Abstract
Despite longstanding excitement and progress toward understanding liquid-liquid phase separation in natural and artificial membranes, fundamental questions have persisted about which molecules are required for this phenomenon. Except in extraordinary circumstances, the smallest number of components that has produced large-scale, liquid-liquid phase separation in bilayers has stubbornly remained at three: a sterol, a phospholipid with ordered chains, and a phospholipid with disordered chains. This requirement of three components is puzzling because only two components are required for liquid-liquid phase separation in lipid monolayers, which resemble half of a bilayer.
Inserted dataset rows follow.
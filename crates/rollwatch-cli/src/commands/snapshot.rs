use rollwatch_core::RollwatchConfig;

pub async fn snapshot(config: &RollwatchConfig) -> anyhow::Result<()> {
    let capturer = super::capturer_for(config);
    let snapshot = capturer.capture().await?;
    tracing::info!(
        selector = %config.fleet.selector,
        pods = snapshot.len(),
        running = snapshot.running_count(),
        "snapshot captured"
    );
    println!("{}", serde_json::to_string_pretty(&snapshot)?);
    Ok(())
}
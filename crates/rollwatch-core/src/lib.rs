//! rollwatch-core — shared types and configuration for rollwatch.
//!
//! A [`Snapshot`] maps every fleet member ([`ProcessIdentity`]) to the
//! [`StartTime`] of its primary container. Snapshots are taken before and
//! after a mutation; comparing them is how a restart is detected without
//! any signal from the workload itself.
//!
//! [`RollwatchConfig`] is parsed from `rollwatch.toml` and carries the
//! fleet selector plus the restart timing knobs.

pub mod config;
pub mod duration;
pub mod error;
pub mod types;

pub use config::{FleetConfig, RestartConfig, RollwatchConfig};
pub use error::{ConfigError, ConfigResult};
pub use types::{ProcessIdentity, Snapshot, StartTime};
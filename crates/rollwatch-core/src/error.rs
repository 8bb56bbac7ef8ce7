//! Error types for configuration loading.

use std::path::PathBuf;

use thiserror::Error;

/// Result type alias for configuration operations.
pub type ConfigResult<T> = Result<T, ConfigError>;

/// Errors that can occur while loading or writing `rollwatch.toml`.
#[derive(Debug, Error)]
pub enum ConfigError {
    #[error("failed to read config {path}: {source}")]
    Read {
        path: PathBuf,
        #[source]
        source: std::io::Error,
    },

    #[error("failed to write config {path}: {source}")]
    Write {
        path: PathBuf,
        #[source]
        source: std::io::Error,
    },

    #[error("failed to parse config: {0}")]
    Parse(#[from] toml::de::Error),

    #[error("failed to serialize config: {0}")]
    Serialize(#[from] toml::ser::Error),

    #[error("invalid {field}: {reason}")]
    Invalid { field: &'static str, reason: String },
}
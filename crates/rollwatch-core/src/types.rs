//! Snapshot model.
//!
//! A snapshot is captured from a single fleet query and never mutated by
//! the restart checker afterwards. Processes that report no container
//! status at all are left out entirely; processes whose primary container
//! is down are recorded as [`StartTime::NotRunning`].

use std::collections::BTreeMap;

use chrono::{DateTime, TimeDelta, Utc};
use serde::{Deserialize, Serialize};

/// Stable name of one fleet member (a pod name, or `namespace/name`).
pub type ProcessIdentity = String;

/// Last-start time of a process's primary container.
///
/// `NotRunning` orders before every `Running` value, so a process that
/// was down at baseline and is up now counts as having started later.
#[derive(
    Debug, Clone, Copy, PartialEq, Eq, PartialOrd, Ord, Hash, Serialize, Deserialize,
)]
#[serde(rename_all = "snake_case")]
pub enum StartTime {
    /// Status is reported but the primary container is not running.
    NotRunning,
    /// Primary container running since the given instant.
    Running(DateTime<Utc>),
}

impl StartTime {
    /// The start instant, if the container is running.
    pub fn started_at(&self) -> Option<DateTime<Utc>> {
        match self {
            StartTime::NotRunning => None,
            StartTime::Running(at) => Some(*at),
        }
    }

    /// Whether `self` is strictly later than `baseline`.
    pub fn is_later_than(&self, baseline: &StartTime) -> bool {
        self > baseline
    }

    /// Time the container has been up as of `now`.
    ///
    /// `None` when not running. A start time in the future (clock skew
    /// between the control plane and this host) yields a zero uptime.
    pub fn uptime(&self, now: DateTime<Utc>) -> Option<TimeDelta> {
        self.started_at()
            .map(|at| (now - at).max(TimeDelta::zero()))
    }
}

/// Point-in-time mapping of fleet identity to start time.
#[derive(Debug, Clone, Default, PartialEq, Eq, Serialize, Deserialize)]
#[serde(transparent)]
pub struct Snapshot {
    entries: BTreeMap<ProcessIdentity, StartTime>,
}

impl Snapshot {
    /// Create an empty snapshot.
    pub fn new() -> Self {
        Self::default()
    }

    /// Record a process. Returns the previous value for a duplicate identity.
    pub fn insert(
        &mut self,
        identity: impl Into<ProcessIdentity>,
        start: StartTime,
    ) -> Option<StartTime> {
        self.entries.insert(identity.into(), start)
    }

    /// Start time recorded for `identity`.
    pub fn get(&self, identity: &str) -> Option<StartTime> {
        self.entries.get(identity).copied()
    }

    pub fn contains(&self, identity: &str) -> bool {
        self.entries.contains_key(identity)
    }

    pub fn len(&self) -> usize {
        self.entries.len()
    }

    pub fn is_empty(&self) -> bool {
        self.entries.is_empty()
    }

    /// Iterate entries in identity order.
    pub fn iter(&self) -> impl Iterator<Item = (&str, StartTime)> {
        self.entries.iter().map(|(id, start)| (id.as_str(), *start))
    }

    /// Number of entries whose primary container is running.
    pub fn running_count(&self) -> usize {
        self.entries
            .values()
            .filter(|s| matches!(s, StartTime::Running(_)))
            .count()
    }
}

impl<I: Into<ProcessIdentity>> FromIterator<(I, StartTime)> for Snapshot {
    fn from_iter<T: IntoIterator<Item = (I, StartTime)>>(iter: T) -> Self {
        Self {
            entries: iter.into_iter().map(|(id, s)| (id.into(), s)).collect(),
        }
    }
}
Inspired by reports that sterols interact closely with lipids with ordered chains, we tested whether phase separation would occur in bilayers in which a sterol and lipid were replaced by a single, joined sterol-lipid. By evaluating a panel of sterol-lipids, some of which are found in bacteria, we discovered a minimal bilayer of only two components (PChemsPC and diPhyPC) that robustly demixes into micron-scale, liquid phases. It suggests a new role for sterol-lipids in nature, and it reveals a membrane in which tie-lines (and, therefore, the lipid composition of each phase) are straightforward to determine and will be consistent across multiple laboratories.
Significance Statement
A wide diversity of bilayer membranes, from those with hundreds of lipids (e.g., vacuoles of living yeast cells) to those with very few (e.g., artificial vesicles) phase separate into micron-scale liquid domains. The number of components required for liquid-liquid phase separation has been perplexing: only two should be necessary, but more are required except in extraordinary circumstances. What minimal set of molecular characteristics leads to liquid-liquid phase separation in bilayer membranes? This question inspired us to search for single, joined “sterol-lipid” molecules to replace both a sterol and a phospholipid in membranes undergoing liquid-liquid phase separation. By producing phase-separating membranes with only two components, we mitigate experimental challenges in determining tie-lines and in maintaining constant chemical potentials of lipids.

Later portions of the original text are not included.